-------- Source records

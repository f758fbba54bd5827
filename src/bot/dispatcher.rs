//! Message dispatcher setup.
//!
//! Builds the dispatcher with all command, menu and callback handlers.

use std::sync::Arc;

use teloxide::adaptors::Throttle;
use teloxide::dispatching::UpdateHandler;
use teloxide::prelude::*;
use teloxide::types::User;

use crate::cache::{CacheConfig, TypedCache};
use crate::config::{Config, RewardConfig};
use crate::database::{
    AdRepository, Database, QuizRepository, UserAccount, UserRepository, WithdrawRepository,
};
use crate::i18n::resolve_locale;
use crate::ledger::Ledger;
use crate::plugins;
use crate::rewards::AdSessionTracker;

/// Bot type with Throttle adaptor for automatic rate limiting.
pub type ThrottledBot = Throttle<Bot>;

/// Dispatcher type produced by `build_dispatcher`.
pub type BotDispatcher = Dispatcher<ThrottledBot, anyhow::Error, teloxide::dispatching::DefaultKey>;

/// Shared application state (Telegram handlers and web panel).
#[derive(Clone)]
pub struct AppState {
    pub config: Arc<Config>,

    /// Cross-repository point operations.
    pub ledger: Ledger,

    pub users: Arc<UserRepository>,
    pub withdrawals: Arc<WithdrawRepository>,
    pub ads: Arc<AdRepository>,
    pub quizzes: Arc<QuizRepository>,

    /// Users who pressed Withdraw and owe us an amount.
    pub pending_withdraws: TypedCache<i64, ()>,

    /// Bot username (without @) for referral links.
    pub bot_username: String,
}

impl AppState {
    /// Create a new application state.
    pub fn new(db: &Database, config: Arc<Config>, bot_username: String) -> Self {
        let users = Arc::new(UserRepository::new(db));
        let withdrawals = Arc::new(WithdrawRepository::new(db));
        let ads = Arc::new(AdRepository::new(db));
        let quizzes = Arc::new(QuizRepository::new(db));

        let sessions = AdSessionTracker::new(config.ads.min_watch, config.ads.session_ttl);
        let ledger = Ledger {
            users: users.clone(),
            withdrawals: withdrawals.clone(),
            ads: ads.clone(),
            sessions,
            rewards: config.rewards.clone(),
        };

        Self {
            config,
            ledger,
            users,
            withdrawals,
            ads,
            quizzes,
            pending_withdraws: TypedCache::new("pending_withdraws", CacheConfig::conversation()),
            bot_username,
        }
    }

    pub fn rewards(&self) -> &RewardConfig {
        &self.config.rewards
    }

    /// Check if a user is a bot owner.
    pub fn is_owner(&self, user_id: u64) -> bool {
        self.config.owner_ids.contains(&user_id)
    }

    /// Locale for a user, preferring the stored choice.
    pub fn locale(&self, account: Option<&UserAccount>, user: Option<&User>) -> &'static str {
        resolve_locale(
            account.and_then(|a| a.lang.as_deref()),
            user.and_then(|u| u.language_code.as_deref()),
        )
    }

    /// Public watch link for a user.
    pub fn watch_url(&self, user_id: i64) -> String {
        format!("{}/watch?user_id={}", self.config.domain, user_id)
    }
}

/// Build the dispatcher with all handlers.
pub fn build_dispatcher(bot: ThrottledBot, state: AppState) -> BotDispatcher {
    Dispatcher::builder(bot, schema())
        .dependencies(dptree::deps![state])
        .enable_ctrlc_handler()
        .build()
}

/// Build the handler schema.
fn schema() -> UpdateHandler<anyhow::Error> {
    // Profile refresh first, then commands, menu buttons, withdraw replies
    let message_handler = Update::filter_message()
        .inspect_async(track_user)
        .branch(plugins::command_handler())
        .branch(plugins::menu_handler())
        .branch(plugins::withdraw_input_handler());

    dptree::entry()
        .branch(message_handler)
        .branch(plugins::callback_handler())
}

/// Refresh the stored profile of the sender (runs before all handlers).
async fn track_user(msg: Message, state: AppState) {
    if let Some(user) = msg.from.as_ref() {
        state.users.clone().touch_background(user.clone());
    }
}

----------------

• _Problem to work on_
If a line in the data contains the string "UserAccount", copy it.

• _Exercise answer_
    AdRepository, Database, QuizRepository, UserAccount, UserRepository, WithdrawRepository,
    pub fn locale(&self, account: Option<&UserAccount>, user: Option<&User>) -> &'static str {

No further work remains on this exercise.